For each line below that contains the string "impl", copy that line.

>>

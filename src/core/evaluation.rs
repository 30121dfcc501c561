//! Evaluation results computed by the remote evaluator

use crate::core::classify::{RecommendationTier, ScoreTier, score_tier};
use crate::core::numeric::{self, NumericField};
use crate::core::stock::StockCode;
use chrono::{DateTime, NaiveDateTime};
use serde::{Deserialize, Deserializer};
use std::fmt::Display;

/// Recommendation label as sent by the evaluator.
///
/// Labels outside the known set are kept verbatim in `Unknown`.
#[derive(Debug, Clone, PartialEq, Eq)]
pub enum RecommendationLabel {
    Strong,
    Favorable,
    Caution,
    Unfavorable,
    WaitAndSee,
    Unknown(String),
}

impl RecommendationLabel {
    pub fn parse(label: &str) -> Self {
        match label {
            "強力" => RecommendationLabel::Strong,
            "推奨" => RecommendationLabel::Favorable,
            "注意" => RecommendationLabel::Caution,
            "非推奨" => RecommendationLabel::Unfavorable,
            "様子見" => RecommendationLabel::WaitAndSee,
            other => RecommendationLabel::Unknown(other.to_string()),
        }
    }

    pub fn as_str(&self) -> &str {
        match self {
            RecommendationLabel::Strong => "強力",
            RecommendationLabel::Favorable => "推奨",
            RecommendationLabel::Caution => "注意",
            RecommendationLabel::Unfavorable => "非推奨",
            RecommendationLabel::WaitAndSee => "様子見",
            RecommendationLabel::Unknown(other) => other,
        }
    }

    pub fn tier(&self) -> RecommendationTier {
        match self {
            RecommendationLabel::Strong => RecommendationTier::Strong,
            RecommendationLabel::Favorable => RecommendationTier::Favorable,
            RecommendationLabel::Caution => RecommendationTier::Caution,
            // Sell side uses "wait and see" where buy side says "unfavorable"
            RecommendationLabel::Unfavorable | RecommendationLabel::WaitAndSee => {
                RecommendationTier::Unfavorable
            }
            RecommendationLabel::Unknown(_) => RecommendationTier::Unknown,
        }
    }
}

impl Default for RecommendationLabel {
    fn default() -> Self {
        RecommendationLabel::Unknown(String::new())
    }
}

impl Display for RecommendationLabel {
    fn fmt(&self, f: &mut std::fmt::Formatter<'_>) -> std::fmt::Result {
        f.write_str(self.as_str())
    }
}

impl<'de> Deserialize<'de> for RecommendationLabel {
    fn deserialize<D: Deserializer<'de>>(deserializer: D) -> Result<Self, D::Error> {
        let raw = Option::<String>::deserialize(deserializer)?;
        Ok(raw.map_or_else(RecommendationLabel::default, |s| {
            RecommendationLabel::parse(&s)
        }))
    }
}

#[derive(Debug, Clone, Default, PartialEq, Deserialize)]
#[serde(default)]
pub struct MovingAverages {
    pub ma_short: NumericField,
    pub ma_medium: NumericField,
    pub ma_long: NumericField,
}

#[derive(Debug, Clone, Default, PartialEq, Deserialize)]
#[serde(default)]
pub struct Macd {
    pub macd: NumericField,
    pub signal: NumericField,
    pub histogram: NumericField,
}

#[derive(Debug, Clone, Default, PartialEq, Deserialize)]
#[serde(default)]
pub struct BollingerBands {
    pub upper: NumericField,
    pub middle: NumericField,
    pub lower: NumericField,
}

#[derive(Debug, Clone, Default, PartialEq, Deserialize)]
#[serde(default)]
pub struct SupportResistance {
    pub support: NumericField,
    pub resistance: NumericField,
}

/// Opaque indicator payload. The evaluator sends empty objects when there
/// was not enough history, so every value may be absent.
#[derive(Debug, Clone, Default, PartialEq, Deserialize)]
#[serde(default)]
pub struct TechnicalIndicators {
    pub moving_averages: MovingAverages,
    pub rsi: NumericField,
    pub macd: Macd,
    pub bollinger_bands: BollingerBands,
    pub support_resistance: SupportResistance,
}

/// Sub-evaluation of a single valuation ratio (PER, PBR).
#[derive(Debug, Clone, Default, PartialEq, Deserialize)]
#[serde(default)]
pub struct MetricEvaluation {
    pub score: NumericField,
    pub evaluation: String,
    pub description: String,
}

#[derive(Debug, Clone, PartialEq, Deserialize)]
pub struct FundamentalMetrics {
    #[serde(deserialize_with = "numeric::lenient", default = "numeric::lenient_or_nan")]
    pub score: f64,
    #[serde(default)]
    pub evaluation: String,
    #[serde(default)]
    pub per_evaluation: MetricEvaluation,
    #[serde(default)]
    pub pbr_evaluation: MetricEvaluation,
    #[serde(default)]
    pub descriptions: Vec<String>,
}

#[derive(Debug, Clone, PartialEq, Deserialize)]
pub struct Signal {
    #[serde(deserialize_with = "numeric::lenient", default = "numeric::lenient_or_nan")]
    pub score: f64,
    #[serde(default)]
    pub recommendation: RecommendationLabel,
    #[serde(default)]
    pub reasons: Vec<String>,
}

/// Result of one evaluation run. Replaced wholesale, never edited.
#[derive(Debug, Clone, PartialEq, Deserialize)]
pub struct EvaluationResult {
    #[serde(default)]
    pub id: Option<u64>,
    pub stock_code: StockCode,
    pub stock_name: String,
    #[serde(deserialize_with = "numeric::lenient", default = "numeric::lenient_or_nan")]
    pub buy_score: f64,
    #[serde(deserialize_with = "numeric::lenient", default = "numeric::lenient_or_nan")]
    pub sell_score: f64,
    #[serde(default)]
    pub buy_recommendation: RecommendationLabel,
    #[serde(default)]
    pub sell_recommendation: RecommendationLabel,
    #[serde(default)]
    pub technical_indicators: TechnicalIndicators,
    pub fundamental_metrics: FundamentalMetrics,
    pub buy_signal: Signal,
    pub sell_signal: Signal,
    #[serde(default)]
    pub evaluation_date: String,
}

impl EvaluationResult {
    pub fn buy_tier(&self) -> ScoreTier {
        score_tier(self.buy_score)
    }

    pub fn sell_tier(&self) -> ScoreTier {
        score_tier(self.sell_score)
    }

    /// Evaluation timestamp; the evaluator sends local time without offset,
    /// but RFC 3339 with an offset is accepted too.
    pub fn evaluated_at(&self) -> Option<NaiveDateTime> {
        let raw = self.evaluation_date.trim();
        DateTime::parse_from_rfc3339(raw)
            .map(|dt| dt.naive_local())
            .or_else(|_| NaiveDateTime::parse_from_str(raw, "%Y-%m-%dT%H:%M:%S%.f"))
            .ok()
    }
}

#[cfg(test)]
mod tests {
    use super::*;

    const SAMPLE: &str = r#"{
        "id": 12,
        "stock_code": "7203",
        "stock_name": "トヨタ自動車",
        "buy_score": 82,
        "sell_score": "35",
        "buy_recommendation": "強力",
        "sell_recommendation": "様子見",
        "technical_indicators": {
            "moving_averages": {"ma_short": 2510.4, "ma_medium": "2480.1", "ma_long": 2400},
            "rsi": 41.2,
            "macd": {"macd": 1.5, "signal": 0.9, "histogram": 0.6},
            "bollinger_bands": {},
            "support_resistance": {"support": 2300, "resistance": 2700}
        },
        "fundamental_metrics": {
            "score": 70,
            "evaluation": "良好",
            "per_evaluation": {"score": 80, "evaluation": "割安", "description": "PER 8.50は割安水準です"},
            "pbr_evaluation": {"score": 60, "evaluation": "適正", "description": "PBR 1.00は適正水準です"},
            "descriptions": ["PER 8.50は割安水準です", "PBR 1.00は適正水準です"]
        },
        "buy_signal": {"score": 82, "recommendation": "強力", "reasons": ["RSIが低水準", "PERが割安"]},
        "sell_signal": {"score": 35, "recommendation": "様子見", "reasons": []},
        "evaluation_date": "2024-05-01T10:15:30.123456"
    }"#;

    #[test]
    fn test_decode_full_evaluation() {
        let eval: EvaluationResult = serde_json::from_str(SAMPLE).unwrap();
        assert_eq!(eval.id, Some(12));
        assert_eq!(eval.buy_score, 82.0);
        assert_eq!(eval.sell_score, 35.0);
        assert_eq!(eval.buy_recommendation, RecommendationLabel::Strong);
        assert_eq!(eval.sell_recommendation, RecommendationLabel::WaitAndSee);
        assert_eq!(
            eval.technical_indicators.moving_averages.ma_medium.finite(),
            Some(2480.1)
        );
        assert!(eval.technical_indicators.bollinger_bands.upper.is_absent());
        assert_eq!(eval.fundamental_metrics.per_evaluation.evaluation, "割安");
        assert_eq!(eval.buy_signal.reasons.len(), 2);
        assert!(eval.evaluated_at().is_some());
    }

    #[test]
    fn test_tiers_are_independent() {
        let eval: EvaluationResult = serde_json::from_str(SAMPLE).unwrap();
        assert_eq!(eval.buy_tier(), ScoreTier::High);
        assert_eq!(eval.buy_recommendation.tier(), RecommendationTier::Strong);
        assert_eq!(eval.sell_tier(), ScoreTier::Low);
        assert_eq!(
            eval.sell_recommendation.tier(),
            RecommendationTier::Unfavorable
        );
    }

    #[test]
    fn test_unknown_labels_are_kept() {
        let label: RecommendationLabel = serde_json::from_str(r#""不明""#).unwrap();
        assert_eq!(label, RecommendationLabel::Unknown("不明".to_string()));
        assert_eq!(label.to_string(), "不明");
        assert_eq!(label.tier(), RecommendationTier::Unknown);

        let label: RecommendationLabel = serde_json::from_str("null").unwrap();
        assert_eq!(label.tier(), RecommendationTier::Unknown);
    }

    #[test]
    fn test_evaluation_date_formats() {
        let mut eval: EvaluationResult = serde_json::from_str(SAMPLE).unwrap();
        eval.evaluation_date = "2024-05-01T10:15:30+09:00".to_string();
        assert!(eval.evaluated_at().is_some());
        eval.evaluation_date = "yesterday".to_string();
        assert!(eval.evaluated_at().is_none());
    }
}
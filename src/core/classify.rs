//! Presentation tiers for scores and recommendation labels.
//!
//! Both mappings are total: every input yields a tier.

use crate::core::evaluation::RecommendationLabel;

#[derive(Debug, Clone, Copy, PartialEq, Eq, Hash)]
pub enum ScoreTier {
    High,
    Medium,
    Low,
}

#[derive(Debug, Clone, Copy, PartialEq, Eq, Hash)]
pub enum RecommendationTier {
    Strong,
    Favorable,
    Caution,
    Unfavorable,
    Unknown,
}

/// High from 70, Medium from 50, Low for everything else including NaN.
pub fn score_tier(score: f64) -> ScoreTier {
    if score >= 70.0 {
        ScoreTier::High
    } else if score >= 50.0 {
        ScoreTier::Medium
    } else {
        ScoreTier::Low
    }
}

/// Exact-match lookup of a raw label; unrecognized labels are `Unknown`.
pub fn recommendation_tier(label: &str) -> RecommendationTier {
    RecommendationLabel::parse(label).tier()
}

<<

▸ Exercise answer
impl RecommendationLabel {
impl Default for RecommendationLabel {
impl Display for RecommendationLabel {
impl<'de> Deserialize<'de> for RecommendationLabel {
impl EvaluationResult {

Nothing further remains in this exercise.